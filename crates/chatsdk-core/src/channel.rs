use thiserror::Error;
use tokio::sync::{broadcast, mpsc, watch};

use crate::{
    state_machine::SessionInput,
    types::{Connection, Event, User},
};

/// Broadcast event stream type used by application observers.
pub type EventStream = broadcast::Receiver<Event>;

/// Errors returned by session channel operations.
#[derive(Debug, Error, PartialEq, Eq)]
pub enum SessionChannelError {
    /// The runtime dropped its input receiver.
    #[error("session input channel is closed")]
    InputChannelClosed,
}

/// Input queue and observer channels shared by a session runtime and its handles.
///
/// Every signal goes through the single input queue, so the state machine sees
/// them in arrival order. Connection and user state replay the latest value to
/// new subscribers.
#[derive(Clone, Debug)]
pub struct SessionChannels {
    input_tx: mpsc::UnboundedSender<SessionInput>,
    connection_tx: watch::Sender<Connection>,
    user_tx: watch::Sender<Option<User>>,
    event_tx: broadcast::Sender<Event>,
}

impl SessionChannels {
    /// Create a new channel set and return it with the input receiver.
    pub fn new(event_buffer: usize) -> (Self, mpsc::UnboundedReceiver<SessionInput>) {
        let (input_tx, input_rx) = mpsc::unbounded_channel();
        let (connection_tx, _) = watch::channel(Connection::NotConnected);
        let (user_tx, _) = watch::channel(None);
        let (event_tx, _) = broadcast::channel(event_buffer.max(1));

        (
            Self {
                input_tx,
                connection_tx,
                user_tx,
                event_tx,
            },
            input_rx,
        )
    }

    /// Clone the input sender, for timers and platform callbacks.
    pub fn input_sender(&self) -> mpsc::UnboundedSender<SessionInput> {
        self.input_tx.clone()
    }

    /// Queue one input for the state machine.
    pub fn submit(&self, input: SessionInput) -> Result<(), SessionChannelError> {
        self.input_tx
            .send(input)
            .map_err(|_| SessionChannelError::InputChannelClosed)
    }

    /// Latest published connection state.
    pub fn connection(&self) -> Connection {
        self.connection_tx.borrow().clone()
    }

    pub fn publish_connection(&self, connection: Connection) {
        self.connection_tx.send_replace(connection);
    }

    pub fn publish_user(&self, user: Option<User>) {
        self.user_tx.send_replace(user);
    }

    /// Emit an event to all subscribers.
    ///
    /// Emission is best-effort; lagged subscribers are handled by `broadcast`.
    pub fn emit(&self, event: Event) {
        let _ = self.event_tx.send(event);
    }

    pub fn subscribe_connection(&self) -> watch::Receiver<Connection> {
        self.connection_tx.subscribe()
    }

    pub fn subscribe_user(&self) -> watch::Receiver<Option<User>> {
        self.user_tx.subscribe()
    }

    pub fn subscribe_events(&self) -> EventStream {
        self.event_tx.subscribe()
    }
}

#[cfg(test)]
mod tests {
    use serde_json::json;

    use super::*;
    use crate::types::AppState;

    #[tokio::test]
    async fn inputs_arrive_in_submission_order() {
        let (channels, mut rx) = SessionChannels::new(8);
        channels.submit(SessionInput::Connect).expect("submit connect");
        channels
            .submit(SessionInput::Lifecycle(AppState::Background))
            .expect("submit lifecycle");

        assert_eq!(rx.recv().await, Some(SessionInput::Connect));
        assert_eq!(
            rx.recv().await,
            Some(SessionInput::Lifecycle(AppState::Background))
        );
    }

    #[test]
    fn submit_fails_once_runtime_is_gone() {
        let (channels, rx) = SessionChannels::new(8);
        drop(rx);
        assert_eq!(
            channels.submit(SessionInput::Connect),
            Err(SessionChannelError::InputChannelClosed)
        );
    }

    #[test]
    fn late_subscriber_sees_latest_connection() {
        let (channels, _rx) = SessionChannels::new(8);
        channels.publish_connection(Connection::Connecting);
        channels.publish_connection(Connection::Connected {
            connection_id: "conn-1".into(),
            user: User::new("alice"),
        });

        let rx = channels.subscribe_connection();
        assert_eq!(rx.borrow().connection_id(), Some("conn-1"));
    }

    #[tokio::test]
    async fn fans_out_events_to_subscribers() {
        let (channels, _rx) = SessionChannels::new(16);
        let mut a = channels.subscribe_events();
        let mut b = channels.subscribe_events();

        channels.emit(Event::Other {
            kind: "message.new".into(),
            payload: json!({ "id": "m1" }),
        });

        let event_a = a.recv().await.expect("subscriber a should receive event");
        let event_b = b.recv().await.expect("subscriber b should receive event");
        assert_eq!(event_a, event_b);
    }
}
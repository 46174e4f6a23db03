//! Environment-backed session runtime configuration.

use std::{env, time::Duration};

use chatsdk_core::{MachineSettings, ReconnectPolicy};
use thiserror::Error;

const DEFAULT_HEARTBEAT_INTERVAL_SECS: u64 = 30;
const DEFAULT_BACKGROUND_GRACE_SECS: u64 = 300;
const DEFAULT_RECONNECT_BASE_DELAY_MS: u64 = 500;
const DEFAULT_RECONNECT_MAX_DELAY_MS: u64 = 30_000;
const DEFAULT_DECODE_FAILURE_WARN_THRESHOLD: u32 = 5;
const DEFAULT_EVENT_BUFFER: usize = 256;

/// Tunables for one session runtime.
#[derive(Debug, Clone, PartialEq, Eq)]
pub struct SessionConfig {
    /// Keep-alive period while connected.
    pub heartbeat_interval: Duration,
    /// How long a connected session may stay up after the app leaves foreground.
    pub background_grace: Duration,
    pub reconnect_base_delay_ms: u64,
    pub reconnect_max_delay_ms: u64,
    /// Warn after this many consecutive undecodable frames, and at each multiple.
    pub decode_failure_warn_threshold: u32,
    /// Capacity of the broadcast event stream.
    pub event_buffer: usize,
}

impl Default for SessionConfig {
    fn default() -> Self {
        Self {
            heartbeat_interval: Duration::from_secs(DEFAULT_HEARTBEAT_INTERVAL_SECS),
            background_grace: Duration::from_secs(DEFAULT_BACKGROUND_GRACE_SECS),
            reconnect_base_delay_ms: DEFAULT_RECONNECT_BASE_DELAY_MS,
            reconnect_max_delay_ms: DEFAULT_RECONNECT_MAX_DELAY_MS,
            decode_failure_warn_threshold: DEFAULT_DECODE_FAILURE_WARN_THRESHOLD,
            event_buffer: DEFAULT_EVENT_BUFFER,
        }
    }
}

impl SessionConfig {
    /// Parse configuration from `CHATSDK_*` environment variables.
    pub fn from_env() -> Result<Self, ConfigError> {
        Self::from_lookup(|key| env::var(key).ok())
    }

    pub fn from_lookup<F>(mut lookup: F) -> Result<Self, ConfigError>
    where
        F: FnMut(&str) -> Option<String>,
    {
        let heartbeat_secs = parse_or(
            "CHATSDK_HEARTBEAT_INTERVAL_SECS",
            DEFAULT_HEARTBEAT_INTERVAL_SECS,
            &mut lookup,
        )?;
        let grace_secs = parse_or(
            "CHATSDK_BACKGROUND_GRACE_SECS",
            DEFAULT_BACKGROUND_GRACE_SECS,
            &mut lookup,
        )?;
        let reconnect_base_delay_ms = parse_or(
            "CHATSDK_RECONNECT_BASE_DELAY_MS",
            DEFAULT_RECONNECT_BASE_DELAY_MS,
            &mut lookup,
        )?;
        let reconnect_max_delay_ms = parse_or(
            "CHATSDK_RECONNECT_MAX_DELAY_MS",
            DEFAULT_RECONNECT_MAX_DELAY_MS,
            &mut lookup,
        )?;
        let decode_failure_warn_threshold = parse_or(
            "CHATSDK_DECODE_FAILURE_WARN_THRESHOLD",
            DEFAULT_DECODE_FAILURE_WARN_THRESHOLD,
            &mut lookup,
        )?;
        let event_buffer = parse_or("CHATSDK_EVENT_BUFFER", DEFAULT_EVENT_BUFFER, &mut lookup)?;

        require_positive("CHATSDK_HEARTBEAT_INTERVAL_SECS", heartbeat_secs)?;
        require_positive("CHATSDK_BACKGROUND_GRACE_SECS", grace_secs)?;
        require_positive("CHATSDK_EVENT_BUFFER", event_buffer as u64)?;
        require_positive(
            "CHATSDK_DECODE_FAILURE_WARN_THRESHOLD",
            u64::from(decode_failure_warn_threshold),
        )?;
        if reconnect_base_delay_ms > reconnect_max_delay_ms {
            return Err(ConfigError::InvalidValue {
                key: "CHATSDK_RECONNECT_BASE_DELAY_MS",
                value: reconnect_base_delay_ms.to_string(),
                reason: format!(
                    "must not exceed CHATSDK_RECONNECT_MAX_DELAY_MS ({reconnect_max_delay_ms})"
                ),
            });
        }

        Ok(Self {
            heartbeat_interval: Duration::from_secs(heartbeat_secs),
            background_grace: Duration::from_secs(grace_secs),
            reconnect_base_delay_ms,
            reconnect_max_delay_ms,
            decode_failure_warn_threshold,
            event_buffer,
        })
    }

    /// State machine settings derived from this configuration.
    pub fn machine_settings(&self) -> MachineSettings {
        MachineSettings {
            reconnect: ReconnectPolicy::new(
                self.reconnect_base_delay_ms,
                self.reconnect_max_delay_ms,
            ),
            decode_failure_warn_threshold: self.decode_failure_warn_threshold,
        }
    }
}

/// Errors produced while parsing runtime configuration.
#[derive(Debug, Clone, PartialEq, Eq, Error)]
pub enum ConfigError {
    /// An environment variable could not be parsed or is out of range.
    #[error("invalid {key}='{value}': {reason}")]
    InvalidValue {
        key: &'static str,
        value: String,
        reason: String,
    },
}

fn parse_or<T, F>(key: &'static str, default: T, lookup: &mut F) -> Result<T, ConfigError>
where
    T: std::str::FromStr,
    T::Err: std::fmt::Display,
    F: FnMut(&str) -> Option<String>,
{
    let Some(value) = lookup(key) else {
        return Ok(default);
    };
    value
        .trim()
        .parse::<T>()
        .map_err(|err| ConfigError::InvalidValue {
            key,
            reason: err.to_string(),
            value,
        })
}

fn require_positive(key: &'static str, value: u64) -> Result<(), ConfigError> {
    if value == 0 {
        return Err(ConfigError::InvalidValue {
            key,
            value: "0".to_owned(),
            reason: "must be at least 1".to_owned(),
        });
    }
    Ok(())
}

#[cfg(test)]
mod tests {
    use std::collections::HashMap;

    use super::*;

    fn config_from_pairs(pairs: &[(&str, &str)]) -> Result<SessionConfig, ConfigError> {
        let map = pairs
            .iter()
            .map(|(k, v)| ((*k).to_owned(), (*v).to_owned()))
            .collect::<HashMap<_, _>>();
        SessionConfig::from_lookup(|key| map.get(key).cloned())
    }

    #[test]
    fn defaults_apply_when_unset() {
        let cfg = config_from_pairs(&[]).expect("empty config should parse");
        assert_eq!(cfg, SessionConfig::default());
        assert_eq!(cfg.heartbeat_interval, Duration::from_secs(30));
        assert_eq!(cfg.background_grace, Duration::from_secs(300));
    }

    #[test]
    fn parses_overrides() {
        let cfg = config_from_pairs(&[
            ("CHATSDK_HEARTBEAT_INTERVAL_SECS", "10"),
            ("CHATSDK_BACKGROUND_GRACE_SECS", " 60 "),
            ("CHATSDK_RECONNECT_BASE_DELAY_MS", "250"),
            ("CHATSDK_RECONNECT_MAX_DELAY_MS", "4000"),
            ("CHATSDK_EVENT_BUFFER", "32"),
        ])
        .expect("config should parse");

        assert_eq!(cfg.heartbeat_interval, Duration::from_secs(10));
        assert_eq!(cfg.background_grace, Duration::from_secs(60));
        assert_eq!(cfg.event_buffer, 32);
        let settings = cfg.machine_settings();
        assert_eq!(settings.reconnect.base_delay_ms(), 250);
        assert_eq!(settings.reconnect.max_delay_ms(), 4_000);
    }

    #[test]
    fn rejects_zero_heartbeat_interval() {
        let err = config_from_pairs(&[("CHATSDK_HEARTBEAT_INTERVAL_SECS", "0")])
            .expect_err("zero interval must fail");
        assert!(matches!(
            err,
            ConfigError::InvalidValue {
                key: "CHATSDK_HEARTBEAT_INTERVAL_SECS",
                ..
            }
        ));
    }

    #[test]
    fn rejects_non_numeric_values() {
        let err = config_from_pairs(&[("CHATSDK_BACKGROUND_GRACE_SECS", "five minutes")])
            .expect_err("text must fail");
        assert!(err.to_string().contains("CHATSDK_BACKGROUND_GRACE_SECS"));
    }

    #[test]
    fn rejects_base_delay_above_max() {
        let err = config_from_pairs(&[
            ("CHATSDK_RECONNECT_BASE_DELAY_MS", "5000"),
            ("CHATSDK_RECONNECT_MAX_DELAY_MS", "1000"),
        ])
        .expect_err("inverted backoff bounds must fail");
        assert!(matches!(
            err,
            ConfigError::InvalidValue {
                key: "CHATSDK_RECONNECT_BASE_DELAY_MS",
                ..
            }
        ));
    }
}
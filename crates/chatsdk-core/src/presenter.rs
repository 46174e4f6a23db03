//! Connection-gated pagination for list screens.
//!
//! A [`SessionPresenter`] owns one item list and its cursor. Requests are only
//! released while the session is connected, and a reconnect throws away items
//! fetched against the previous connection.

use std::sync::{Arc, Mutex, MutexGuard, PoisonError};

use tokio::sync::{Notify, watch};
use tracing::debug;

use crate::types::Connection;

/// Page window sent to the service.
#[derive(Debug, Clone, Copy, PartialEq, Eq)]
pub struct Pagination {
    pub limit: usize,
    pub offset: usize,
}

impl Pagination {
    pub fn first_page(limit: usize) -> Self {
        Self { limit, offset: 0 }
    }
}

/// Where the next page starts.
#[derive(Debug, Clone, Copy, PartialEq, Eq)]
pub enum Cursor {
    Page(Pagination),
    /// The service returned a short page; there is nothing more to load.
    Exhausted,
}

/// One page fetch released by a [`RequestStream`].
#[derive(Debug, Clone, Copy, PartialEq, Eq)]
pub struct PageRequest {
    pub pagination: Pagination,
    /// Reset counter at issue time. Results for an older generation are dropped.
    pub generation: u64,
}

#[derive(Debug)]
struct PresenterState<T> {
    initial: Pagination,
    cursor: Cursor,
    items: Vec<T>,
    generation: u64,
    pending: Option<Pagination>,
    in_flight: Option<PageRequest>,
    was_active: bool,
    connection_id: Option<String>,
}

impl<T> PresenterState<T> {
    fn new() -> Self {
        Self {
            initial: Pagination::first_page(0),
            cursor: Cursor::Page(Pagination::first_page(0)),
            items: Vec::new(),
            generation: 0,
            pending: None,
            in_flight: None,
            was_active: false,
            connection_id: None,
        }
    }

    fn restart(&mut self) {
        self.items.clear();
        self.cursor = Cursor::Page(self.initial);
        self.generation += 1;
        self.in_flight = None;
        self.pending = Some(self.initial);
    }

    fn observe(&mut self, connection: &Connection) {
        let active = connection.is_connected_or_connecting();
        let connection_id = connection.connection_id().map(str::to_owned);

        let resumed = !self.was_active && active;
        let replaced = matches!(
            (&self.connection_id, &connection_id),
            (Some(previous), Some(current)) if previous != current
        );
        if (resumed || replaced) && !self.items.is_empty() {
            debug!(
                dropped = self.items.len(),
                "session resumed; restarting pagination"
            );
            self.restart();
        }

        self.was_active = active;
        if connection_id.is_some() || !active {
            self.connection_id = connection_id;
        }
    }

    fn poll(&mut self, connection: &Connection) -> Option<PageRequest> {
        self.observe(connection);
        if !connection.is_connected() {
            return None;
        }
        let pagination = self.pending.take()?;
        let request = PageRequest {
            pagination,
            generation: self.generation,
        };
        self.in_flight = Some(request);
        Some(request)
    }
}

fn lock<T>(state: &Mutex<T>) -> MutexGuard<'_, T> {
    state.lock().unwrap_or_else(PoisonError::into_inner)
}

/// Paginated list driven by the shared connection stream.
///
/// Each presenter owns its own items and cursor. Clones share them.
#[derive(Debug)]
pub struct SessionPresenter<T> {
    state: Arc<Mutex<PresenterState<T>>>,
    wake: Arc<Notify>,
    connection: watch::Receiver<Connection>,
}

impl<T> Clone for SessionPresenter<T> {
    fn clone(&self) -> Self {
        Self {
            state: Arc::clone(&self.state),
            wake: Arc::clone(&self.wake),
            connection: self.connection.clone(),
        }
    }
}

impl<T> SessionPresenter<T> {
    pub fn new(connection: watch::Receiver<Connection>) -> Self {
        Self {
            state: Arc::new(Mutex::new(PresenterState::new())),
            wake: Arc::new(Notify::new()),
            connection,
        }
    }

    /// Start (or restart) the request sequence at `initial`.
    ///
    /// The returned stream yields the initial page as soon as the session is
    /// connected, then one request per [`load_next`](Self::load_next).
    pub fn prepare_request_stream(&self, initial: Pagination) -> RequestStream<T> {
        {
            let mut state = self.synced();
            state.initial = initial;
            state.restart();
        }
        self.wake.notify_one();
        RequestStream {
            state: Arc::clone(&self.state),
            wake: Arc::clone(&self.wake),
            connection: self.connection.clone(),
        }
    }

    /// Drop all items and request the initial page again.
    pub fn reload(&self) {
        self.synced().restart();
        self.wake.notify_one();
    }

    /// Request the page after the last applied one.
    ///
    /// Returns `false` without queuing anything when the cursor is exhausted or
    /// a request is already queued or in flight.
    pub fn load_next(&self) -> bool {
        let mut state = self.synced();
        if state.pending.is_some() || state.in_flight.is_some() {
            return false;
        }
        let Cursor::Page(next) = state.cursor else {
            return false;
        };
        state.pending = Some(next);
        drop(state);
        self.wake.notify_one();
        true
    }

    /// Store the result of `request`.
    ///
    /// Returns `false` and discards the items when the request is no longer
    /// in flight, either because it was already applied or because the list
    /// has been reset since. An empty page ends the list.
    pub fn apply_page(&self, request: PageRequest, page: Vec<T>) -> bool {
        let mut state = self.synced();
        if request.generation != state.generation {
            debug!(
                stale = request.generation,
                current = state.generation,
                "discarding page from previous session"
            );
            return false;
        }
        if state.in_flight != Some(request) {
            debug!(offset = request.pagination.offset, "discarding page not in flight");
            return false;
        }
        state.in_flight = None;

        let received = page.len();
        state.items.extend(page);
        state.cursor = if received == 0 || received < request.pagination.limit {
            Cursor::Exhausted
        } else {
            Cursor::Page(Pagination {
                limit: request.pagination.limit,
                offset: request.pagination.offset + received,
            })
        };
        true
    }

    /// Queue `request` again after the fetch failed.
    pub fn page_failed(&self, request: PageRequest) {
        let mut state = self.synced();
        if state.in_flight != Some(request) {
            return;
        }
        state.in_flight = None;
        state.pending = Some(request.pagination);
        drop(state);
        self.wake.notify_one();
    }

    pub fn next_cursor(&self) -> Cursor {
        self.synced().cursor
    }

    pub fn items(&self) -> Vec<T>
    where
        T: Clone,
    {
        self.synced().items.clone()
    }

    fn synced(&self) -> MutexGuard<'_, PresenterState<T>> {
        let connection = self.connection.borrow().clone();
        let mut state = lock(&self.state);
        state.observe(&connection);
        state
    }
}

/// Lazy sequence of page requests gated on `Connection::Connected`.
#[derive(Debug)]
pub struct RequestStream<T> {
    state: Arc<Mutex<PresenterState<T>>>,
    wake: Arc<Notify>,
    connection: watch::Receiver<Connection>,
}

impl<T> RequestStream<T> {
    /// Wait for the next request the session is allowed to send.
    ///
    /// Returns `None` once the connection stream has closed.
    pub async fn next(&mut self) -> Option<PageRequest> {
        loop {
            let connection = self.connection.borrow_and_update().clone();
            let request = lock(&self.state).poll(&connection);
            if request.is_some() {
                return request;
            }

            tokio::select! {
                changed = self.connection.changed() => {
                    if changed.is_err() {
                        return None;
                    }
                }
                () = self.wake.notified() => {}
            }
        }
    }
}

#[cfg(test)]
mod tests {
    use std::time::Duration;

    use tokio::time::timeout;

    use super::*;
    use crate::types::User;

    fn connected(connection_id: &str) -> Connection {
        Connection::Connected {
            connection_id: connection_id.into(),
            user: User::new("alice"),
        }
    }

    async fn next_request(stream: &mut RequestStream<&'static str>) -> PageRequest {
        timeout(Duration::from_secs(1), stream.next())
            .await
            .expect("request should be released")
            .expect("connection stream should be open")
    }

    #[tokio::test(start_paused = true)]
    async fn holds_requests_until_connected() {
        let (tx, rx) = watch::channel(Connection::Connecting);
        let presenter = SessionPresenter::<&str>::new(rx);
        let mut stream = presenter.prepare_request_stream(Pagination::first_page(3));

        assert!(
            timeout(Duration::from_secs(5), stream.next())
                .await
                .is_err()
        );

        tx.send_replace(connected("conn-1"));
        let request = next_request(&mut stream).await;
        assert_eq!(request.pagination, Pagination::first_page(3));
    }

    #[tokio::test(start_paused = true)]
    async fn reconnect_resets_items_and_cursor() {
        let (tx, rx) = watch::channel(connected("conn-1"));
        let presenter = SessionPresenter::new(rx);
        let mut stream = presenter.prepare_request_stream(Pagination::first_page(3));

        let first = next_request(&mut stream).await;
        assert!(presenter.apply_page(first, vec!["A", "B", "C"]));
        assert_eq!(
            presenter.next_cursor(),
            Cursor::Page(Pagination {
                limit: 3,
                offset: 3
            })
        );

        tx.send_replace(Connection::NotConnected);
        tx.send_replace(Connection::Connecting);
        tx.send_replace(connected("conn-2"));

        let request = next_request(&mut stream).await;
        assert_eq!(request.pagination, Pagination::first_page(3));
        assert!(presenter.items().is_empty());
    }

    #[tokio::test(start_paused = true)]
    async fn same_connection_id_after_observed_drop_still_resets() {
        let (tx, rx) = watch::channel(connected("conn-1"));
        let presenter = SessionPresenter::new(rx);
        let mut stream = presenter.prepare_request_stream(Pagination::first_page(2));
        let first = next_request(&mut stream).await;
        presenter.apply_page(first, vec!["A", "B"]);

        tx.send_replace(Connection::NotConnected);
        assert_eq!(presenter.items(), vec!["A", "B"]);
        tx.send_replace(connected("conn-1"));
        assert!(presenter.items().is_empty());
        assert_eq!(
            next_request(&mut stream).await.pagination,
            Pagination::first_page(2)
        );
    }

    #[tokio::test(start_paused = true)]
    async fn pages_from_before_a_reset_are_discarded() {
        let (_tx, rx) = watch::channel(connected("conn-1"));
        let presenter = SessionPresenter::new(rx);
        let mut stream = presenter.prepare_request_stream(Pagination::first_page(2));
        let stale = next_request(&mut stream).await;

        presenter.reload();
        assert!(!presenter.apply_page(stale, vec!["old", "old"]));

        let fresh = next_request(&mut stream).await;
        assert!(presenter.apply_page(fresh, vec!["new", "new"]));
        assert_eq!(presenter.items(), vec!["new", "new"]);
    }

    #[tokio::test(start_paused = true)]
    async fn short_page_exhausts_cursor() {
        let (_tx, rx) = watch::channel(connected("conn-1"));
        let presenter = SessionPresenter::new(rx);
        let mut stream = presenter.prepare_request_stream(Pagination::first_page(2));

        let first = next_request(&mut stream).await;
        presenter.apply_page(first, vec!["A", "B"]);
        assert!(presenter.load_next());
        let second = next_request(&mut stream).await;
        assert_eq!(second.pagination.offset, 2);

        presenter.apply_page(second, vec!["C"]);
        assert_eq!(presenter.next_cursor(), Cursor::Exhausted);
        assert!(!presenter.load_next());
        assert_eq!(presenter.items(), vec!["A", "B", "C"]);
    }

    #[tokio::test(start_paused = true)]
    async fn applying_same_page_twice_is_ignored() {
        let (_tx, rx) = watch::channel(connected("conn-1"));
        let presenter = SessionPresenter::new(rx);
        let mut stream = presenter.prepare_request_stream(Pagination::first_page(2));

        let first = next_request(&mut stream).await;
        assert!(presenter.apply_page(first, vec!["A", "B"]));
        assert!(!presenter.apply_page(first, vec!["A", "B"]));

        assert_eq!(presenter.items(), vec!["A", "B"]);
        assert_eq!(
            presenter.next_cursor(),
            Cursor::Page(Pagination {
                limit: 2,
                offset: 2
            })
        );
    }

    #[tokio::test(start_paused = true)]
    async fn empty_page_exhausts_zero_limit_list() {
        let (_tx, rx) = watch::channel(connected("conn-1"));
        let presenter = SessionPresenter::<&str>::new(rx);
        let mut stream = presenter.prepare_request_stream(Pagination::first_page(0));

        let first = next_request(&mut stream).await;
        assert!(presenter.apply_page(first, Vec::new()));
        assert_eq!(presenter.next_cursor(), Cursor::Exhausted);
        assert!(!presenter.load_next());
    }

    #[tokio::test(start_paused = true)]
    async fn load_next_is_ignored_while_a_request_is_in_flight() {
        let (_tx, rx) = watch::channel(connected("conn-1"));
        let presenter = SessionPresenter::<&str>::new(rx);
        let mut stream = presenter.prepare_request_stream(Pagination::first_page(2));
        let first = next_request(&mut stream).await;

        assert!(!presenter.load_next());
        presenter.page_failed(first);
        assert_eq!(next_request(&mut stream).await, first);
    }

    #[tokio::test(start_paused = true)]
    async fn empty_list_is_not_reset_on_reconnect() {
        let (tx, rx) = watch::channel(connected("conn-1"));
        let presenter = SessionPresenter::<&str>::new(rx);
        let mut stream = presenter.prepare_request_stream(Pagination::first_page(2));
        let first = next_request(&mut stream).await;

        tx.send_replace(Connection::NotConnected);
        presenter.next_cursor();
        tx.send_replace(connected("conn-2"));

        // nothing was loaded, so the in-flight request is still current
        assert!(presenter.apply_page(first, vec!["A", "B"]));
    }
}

※ ※ ※

What the task requires: Go to the line in the material above that contains "the state machine." and copy exactly from there through the line that contains "use serde_json::json;", stopping after it.

Written solution:
    /// Queue one input for the state machine.
    pub fn submit(&self, input: SessionInput) -> Result<(), SessionChannelError> {
        self.input_tx
            .send(input)
            .map_err(|_| SessionChannelError::InputChannelClosed)
    }

    /// Latest published connection state.
    pub fn connection(&self) -> Connection {
        self.connection_tx.borrow().clone()
    }

    pub fn publish_connection(&self, connection: Connection) {
        self.connection_tx.send_replace(connection);
    }

    pub fn publish_user(&self, user: Option<User>) {
        self.user_tx.send_replace(user);
    }

    /// Emit an event to all subscribers.
    ///
    /// Emission is best-effort; lagged subscribers are handled by `broadcast`.
    pub fn emit(&self, event: Event) {
        let _ = self.event_tx.send(event);
    }

    pub fn subscribe_connection(&self) -> watch::Receiver<Connection> {
        self.connection_tx.subscribe()
    }

    pub fn subscribe_user(&self) -> watch::Receiver<Option<User>> {
        self.user_tx.subscribe()
    }

    pub fn subscribe_events(&self) -> EventStream {
        self.event_tx.subscribe()
    }
}

#[cfg(test)]
mod tests {
    use serde_json::json;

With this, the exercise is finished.